Debby Herbenick, a research scientist at Indiana University and author of “Great in Bed” (DK Publishing, 2011), pointed out that ambiguity is nothing new in sexual research.

“I’m not sure why some people get caught up in this desire to find this anatomic thing that is the end all be all,” Herbenick said.

Findings from the well-known Australian researcher Dr. Helen O’Connell show the vagina, clitoris and urethra may act as “clitoral complex,” during sex, Herbenick said. Any time one of these parts is moved or stimulated, it moves and stimulates the others.

“We don’t even have orgasm all figured out yet, I don’t why we would expect to have the G-spot figured out,” Herbenick said. 

Source: A new review of 60 years of evidence suggests that the G-spot doesn’t exist.

g-google-plus

Editorial:

In 2001, the G-spot was finally recognized as a functioning female anatomical organ, and was given the medical term: female prostate.  You would think this medical recognition ended the debate about the ‘myth of the G-spot but controversy makes for good news..

Zaviacic, M. The Human Female Prostate: From Vestigial Skene’s Paraurethral Glands and Ducts to Woman’s Functional Prostate. Bratislava: Slovak Academic Press, 1999

The decision to accept Zaviacic’s findings about the female prostate was made in 2001 but was not published until 2007 in Teminologia Histologica; International terms for Human Cytology  and Histology. This book is sale or can be ordered by phone (800) 638-3030 from L L & W customer service. 

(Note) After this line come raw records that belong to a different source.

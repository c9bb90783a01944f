//! Points ↔ currency conversion and the redemption cap.

use orbi_core::config::RedemptionConfig;
use orbi_core::error::{OrbiError, OrbiResult};
use rust_decimal::prelude::ToPrimitive;
use rust_decimal::Decimal;
use tracing::debug;

#[derive(Debug, Clone)]
pub struct RedemptionCalculator {
    config: RedemptionConfig,
}

impl Default for RedemptionCalculator {
    fn default() -> Self {
        Self::new(&RedemptionConfig::default())
    }
}

impl RedemptionCalculator {
    pub fn new(config: &RedemptionConfig) -> Self {
        Self {
            config: config.clone(),
        }
    }

    /// Currency discount for `points` (10 points = 1 unit by default). A zero
    /// rate makes points worth nothing.
    pub fn discount_for_points(&self, points: u64) -> Decimal {
        Decimal::from(points)
            .checked_div(Decimal::from(self.config.points_per_currency_unit))
            .unwrap_or(Decimal::ZERO)
    }

    /// Points that cover the capped share of `order_subtotal`, before the
    /// balance is considered.
    fn cap_points(&self, order_subtotal: Decimal) -> u64 {
        if order_subtotal <= Decimal::ZERO {
            return 0;
        }
        (order_subtotal * Decimal::from(self.config.max_redeem_percent) / Decimal::ONE_HUNDRED
            * Decimal::from(self.config.points_per_currency_unit))
        .floor()
        .to_u64()
        .unwrap_or(0)
    }

    /// Largest redeemable amount: the balance, bounded by the cap, rounded
    /// down to the redemption step. Zero means no discount applies.
    pub fn max_redeemable_points(&self, available_points: u64, order_subtotal: Decimal) -> u64 {
        let max = available_points.min(self.cap_points(order_subtotal));
        match max.checked_rem(self.config.redeem_step) {
            Some(rest) => max - rest,
            None => max,
        }
    }

    /// Bring a requested redemption within the cap. Clamps silently unless
    /// `strict_cap` is set.
    pub fn clamp_request(&self, requested: u64, order_subtotal: Decimal) -> OrbiResult<u64> {
        let allowed = self.max_redeemable_points(requested, order_subtotal);
        if self.config.strict_cap {
            let cap = self.max_redeemable_points(u64::MAX, order_subtotal);
            if requested > cap {
                return Err(OrbiError::CapExceeded {
                    requested,
                    max: cap,
                });
            }
        }
        if allowed != requested {
            debug!(requested, allowed, subtotal = %order_subtotal, "Redemption clamped");
        }
        Ok(allowed)
    }
}

#[cfg(test)]
mod tests {
    use super::*;

    #[test]
    fn test_discount_for_points() {
        let calc = RedemptionCalculator::default();
        assert_eq!(calc.discount_for_points(200), Decimal::from(20));
        assert_eq!(calc.discount_for_points(15), Decimal::new(15, 1));
    }

    #[test]
    fn test_cap_is_half_of_subtotal() {
        let calc = RedemptionCalculator::default();
        let max = calc.max_redeemable_points(10_000, Decimal::from(100));
        assert_eq!(max, 500);
        assert!(calc.discount_for_points(max) <= Decimal::from(50));
    }

    #[test]
    fn test_balance_bounds_redemption() {
        let calc = RedemptionCalculator::default();
        assert_eq!(calc.max_redeemable_points(205, Decimal::from(1000)), 200);
    }

    #[test]
    fn test_rounds_down_to_step() {
        let calc = RedemptionCalculator::default();
        // cap = floor(33.3 * 0.5 * 10) = 166 → 160
        assert_eq!(calc.max_redeemable_points(10_000, Decimal::new(333, 1)), 160);
    }

    #[test]
    fn test_small_subtotal_yields_zero() {
        let calc = RedemptionCalculator::default();
        assert_eq!(calc.max_redeemable_points(1000, Decimal::new(19, 1)), 0);
        assert_eq!(calc.max_redeemable_points(1000, Decimal::ZERO), 0);
        assert_eq!(calc.max_redeemable_points(1000, Decimal::from(-10)), 0);
    }

    #[test]
    fn test_clamp_request_silently() {
        let calc = RedemptionCalculator::default();
        assert_eq!(calc.clamp_request(900, Decimal::from(100)).unwrap(), 500);
        assert_eq!(calc.clamp_request(200, Decimal::from(100)).unwrap(), 200);
    }

    #[test]
    fn test_strict_cap_rejects() {
        let calc = RedemptionCalculator::new(&RedemptionConfig {
            strict_cap: true,
            ..RedemptionConfig::default()
        });
        let err = calc.clamp_request(900, Decimal::from(100)).unwrap_err();
        assert!(matches!(err, OrbiError::CapExceeded { requested: 900, max: 500 }));
        assert_eq!(calc.clamp_request(500, Decimal::from(100)).unwrap(), 500);
    }

    #[test]
    fn test_zero_rate_and_step_do_not_panic() {
        let calc = RedemptionCalculator::new(&RedemptionConfig {
            points_per_currency_unit: 0,
            redeem_step: 0,
            ..RedemptionConfig::default()
        });
        assert_eq!(calc.discount_for_points(200), Decimal::ZERO);
        assert_eq!(calc.max_redeemable_points(205, Decimal::from(1000)), 0);

        let unstepped = RedemptionCalculator::new(&RedemptionConfig {
            redeem_step: 0,
            ..RedemptionConfig::default()
        });
        assert_eq!(unstepped.max_redeemable_points(205, Decimal::from(1000)), 205);
    }
}
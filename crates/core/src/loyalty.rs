//! Loyalty program domain types — points ledger with lifetime-earned tiers.
//!
//! - Four tiers: Bronze → Silver → Gold → Platinum, derived from lifetime earnings
//! - Each tier grants a percentage discount on the stay price
//! - Points earned on the payable amount, redeemed as a currency discount

use chrono::{DateTime, Utc};
use rust_decimal::Decimal;
use serde::{Deserialize, Serialize};

// ─── Tier System ────────────────────────────────────────────────────────────

/// Loyalty tier levels, ordered by lifetime points earned.
#[derive(Debug, Clone, Copy, Default, Serialize, Deserialize, PartialEq, Eq, PartialOrd, Ord, Hash)]
#[serde(rename_all = "snake_case")]
pub enum LoyaltyTier {
    /// Entry level, [0, 500).
    #[default]
    Bronze,
    /// [500, 1500).
    Silver,
    /// [1500, 3000).
    Gold,
    /// 3000 and above.
    Platinum,
}

impl LoyaltyTier {
    pub fn next(&self) -> Option<LoyaltyTier> {
        match self {
            LoyaltyTier::Bronze => Some(LoyaltyTier::Silver),
            LoyaltyTier::Silver => Some(LoyaltyTier::Gold),
            LoyaltyTier::Gold => Some(LoyaltyTier::Platinum),
            LoyaltyTier::Platinum => None,
        }
    }

    pub fn as_str(&self) -> &'static str {
        match self {
            LoyaltyTier::Bronze => "bronze",
            LoyaltyTier::Silver => "silver",
            LoyaltyTier::Gold => "gold",
            LoyaltyTier::Platinum => "platinum",
        }
    }
}

/// Tier plus the discount it grants.
#[derive(Debug, Clone, Copy, Serialize, Deserialize, PartialEq, Eq)]
pub struct TierStatus {
    pub tier: LoyaltyTier,
    pub discount_percent: u32,
}

// ─── Account ────────────────────────────────────────────────────────────────

/// One ledger row per user. `points == total_earned - total_redeemed` holds
/// across the account's history.
#[derive(Debug, Clone, Serialize, Deserialize, PartialEq)]
pub struct LoyaltyAccount {
    pub user_id: String,
    pub points: u64,
    pub total_earned: u64,
    pub total_redeemed: u64,
    pub tier: LoyaltyTier,
    /// Bumped by the store on every successful write.
    pub version: u64,
    pub created_at: DateTime<Utc>,
    pub updated_at: DateTime<Utc>,
}

impl LoyaltyAccount {
    /// A zeroed bronze account.
    pub fn new(user_id: impl Into<String>) -> Self {
        let now = Utc::now();
        Self {
            user_id: user_id.into(),
            points: 0,
            total_earned: 0,
            total_redeemed: 0,
            tier: LoyaltyTier::Bronze,
            version: 0,
            created_at: now,
            updated_at: now,
        }
    }

    pub fn is_balanced(&self) -> bool {
        self.total_earned.checked_sub(self.total_redeemed) == Some(self.points)
    }
}

// ─── Earning & Redemption ───────────────────────────────────────────────────

/// Result of an accrual.
#[derive(Debug, Clone, Serialize, Deserialize)]
pub struct AccrualReceipt {
    pub user_id: String,
    pub charged_amount: Decimal,
    pub points_added: u64,
    pub new_balance: u64,
    pub tier: LoyaltyTier,
    pub tier_changed: bool,
}

/// Result of a redemption.
#[derive(Debug, Clone, Serialize, Deserialize)]
pub struct RedemptionReceipt {
    pub user_id: String,
    pub points_redeemed: u64,
    pub discount_amount: Decimal,
    pub new_balance: u64,
}

/// Combined redemption + accrual committed for one booking.
#[derive(Debug, Clone, Serialize, Deserialize)]
pub struct SettlementReceipt {
    pub redemption: Option<RedemptionReceipt>,
    pub accrual: AccrualReceipt,
    pub account: LoyaltyAccount,
}
//! Nightly rate resolution.

use chrono::{Datelike, NaiveDate};
use orbi_core::error::{OrbiError, OrbiResult};
use orbi_core::types::{ApartmentRate, SeasonalOverride};
use rust_decimal::Decimal;

/// Base rate row for `apartment_type`.
pub fn base_rate<'a>(apartment_type: &str, base_rates: &'a [ApartmentRate]) -> OrbiResult<&'a ApartmentRate> {
    base_rates
        .iter()
        .find(|r| r.apartment_type == apartment_type)
        .ok_or_else(|| OrbiError::NotFound(apartment_type.to_string()))
}

/// Nightly price for one date: the first active seasonal override for the
/// date's month and year, else the base rate.
pub fn rate_for_date(
    apartment_type: &str,
    date: NaiveDate,
    base_rates: &[ApartmentRate],
    seasonal_overrides: &[SeasonalOverride],
) -> OrbiResult<Decimal> {
    let base = base_rate(apartment_type, base_rates)?;
    Ok(seasonal_price(apartment_type, date, seasonal_overrides).unwrap_or(base.price_per_night))
}

pub(crate) fn seasonal_price(
    apartment_type: &str,
    date: NaiveDate,
    seasonal_overrides: &[SeasonalOverride],
) -> Option<Decimal> {
    // Duplicates for the same key are possible from the admin UI; input order wins.
    seasonal_overrides
        .iter()
        .find(|o| o.matches(apartment_type, date.month(), date.year()))
        .map(|o| o.price_per_night)
}
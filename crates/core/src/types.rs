//! Rate tables and booking price types shared by the pricing and loyalty crates.

use chrono::NaiveDate;
use rust_decimal::Decimal;
use serde::{Deserialize, Serialize};

// ─── Rate Tables ────────────────────────────────────────────────────────────

/// Default nightly rate for a unit category. Edited by the admin back-office;
/// read-only here.
#[derive(Debug, Clone, Serialize, Deserialize, PartialEq)]
pub struct ApartmentRate {
    pub apartment_type: String,
    pub price_per_night: Decimal,
    pub max_guests: u32,
}

/// Month-specific nightly rate that replaces the base rate for every date in
/// that `(apartment_type, month, year)`.
#[derive(Debug, Clone, Serialize, Deserialize, PartialEq)]
pub struct SeasonalOverride {
    pub apartment_type: String,
    /// 1–12.
    pub month: u32,
    pub year: i32,
    pub price_per_night: Decimal,
    #[serde(default = "default_active")]
    pub is_active: bool,
}

fn default_active() -> bool {
    true
}

impl SeasonalOverride {
    pub fn matches(&self, apartment_type: &str, month: u32, year: i32) -> bool {
        self.is_active
            && self.month == month
            && self.year == year
            && self.apartment_type == apartment_type
    }
}

// ─── Stay ───────────────────────────────────────────────────────────────────

#[derive(Debug, Clone, Serialize, Deserialize)]
pub struct StayRequest {
    pub apartment_type: String,
    pub check_in: NaiveDate,
    pub check_out: NaiveDate,
    pub guests: u32,
}

impl StayRequest {
    /// Nights in `[check_in, check_out)`. Zero or negative for an invalid range.
    pub fn nights(&self) -> i64 {
        (self.check_out - self.check_in).num_days()
    }
}

#[derive(Debug, Clone, Serialize, Deserialize, PartialEq)]
pub struct PriceBreakdownEntry {
    pub date: NaiveDate,
    pub price_for_night: Decimal,
}

/// Priced stay: the total plus the per-night decomposition.
#[derive(Debug, Clone, Serialize, Deserialize)]
pub struct StayQuote {
    pub apartment_type: String,
    pub nights: u32,
    pub total: Decimal,
    pub breakdown: Vec<PriceBreakdownEntry>,
    /// More than one distinct nightly price: show the per-night table instead
    /// of a flat "rate × nights" line.
    pub has_varied_prices: bool,
}

impl StayQuote {
    /// Nightly rate for the flat summary, rounded to cents.
    pub fn average_nightly_rate(&self) -> Decimal {
        if self.nights == 0 {
            return Decimal::ZERO;
        }
        (self.total / Decimal::from(self.nights)).round_dp(2)
    }
}

// ─── Booking Price ──────────────────────────────────────────────────────────

/// Outcome of stacking tier, promo, and points discounts on a base price.
#[derive(Debug, Clone, Serialize, Deserialize, PartialEq)]
pub struct BookingPriceResult {
    pub base_price: Decimal,
    pub tier_discount_amount: Decimal,
    pub promo_discount_amount: Decimal,
    pub points_discount_amount: Decimal,
    /// Points actually consumed after the redemption cap was applied.
    pub points_redeemed: u64,
    pub final_total: Decimal,
    pub points_earned: u64,
}

impl BookingPriceResult {
    pub fn total_discount(&self) -> Decimal {
        self.tier_discount_amount + self.promo_discount_amount + self.points_discount_amount
    }
}

/// The two fields the booking record stores (`total_price`, `discount_amount`).
#[derive(Debug, Clone, Copy, Serialize, Deserialize, PartialEq)]
pub struct BookingAmounts {
    pub total_price: Decimal,
    pub discount_amount: Decimal,
}

impl From<&BookingPriceResult> for BookingAmounts {
    fn from(result: &BookingPriceResult) -> Self {
        Self {
            total_price: result.final_total,
            discount_amount: result.total_discount(),
        }
    }
}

See Related Article Find the G Spot: http://lovebiochemicals.com/love-biochemicals/love-biochemicals-find-the-g-spot/

Keywords: falling into love; biochemicals; love; love biochemicals, basis for love, chemicals, pheromones, lust; sexual desire; love chemicals limerence; worldly love; transcendent love; world-denying love; erotic love; social bonds; sex, kiss, kissing, touch, tactile sensations, erogenous zones, neural messages, estrogen, testosterone, progesterone, vasopressin, mullerian inhibiting substance (MIS), oxytocin, cortisol, prolactin, vasopression, dehydroepiandrosterone(DHEA) , androstenedione, dopamine, allopregnenolone, serotonin, brain, B spot, L spot, N spot, CUGA spots, C spot, U Spot, G Spot, A Spot, honey love pot, O spot, orgasm, orgasms, female orgasm, female orgasm explained, female ejaculation, female ejaculation explained, female orgasm explained blueprint

Posted in Love Biochemicals, Orgasm, Sex | Tagged | Leave a comment

Love Biochemicals Orgasm Overdrive Danger

 

Love Biochemicals Orgasm Overdrive Can Lead to Death

Brazilian girl dies after a continuous orgasm of 12 minutes with a friend

Death of student Bianca Borges Bezerra, 21, from Belém (Brazil), which went into trance, having a prolonged orgasm for 12 minutes, and ended up dead. The young woman was having a relationship with a girl friend from college. The hospital that received Bianca confirmed that the continuous orgasm of 12 minutes was the cause of death.
o-orgasm-mouth-lovebiochemicals

“She strongly held the mattress with her nails, opened her mouth in the form of ‘O’, and her eye pupils were spinning around in circles as if they were loose inside her eyes,” said the friend who was present during the tragedy.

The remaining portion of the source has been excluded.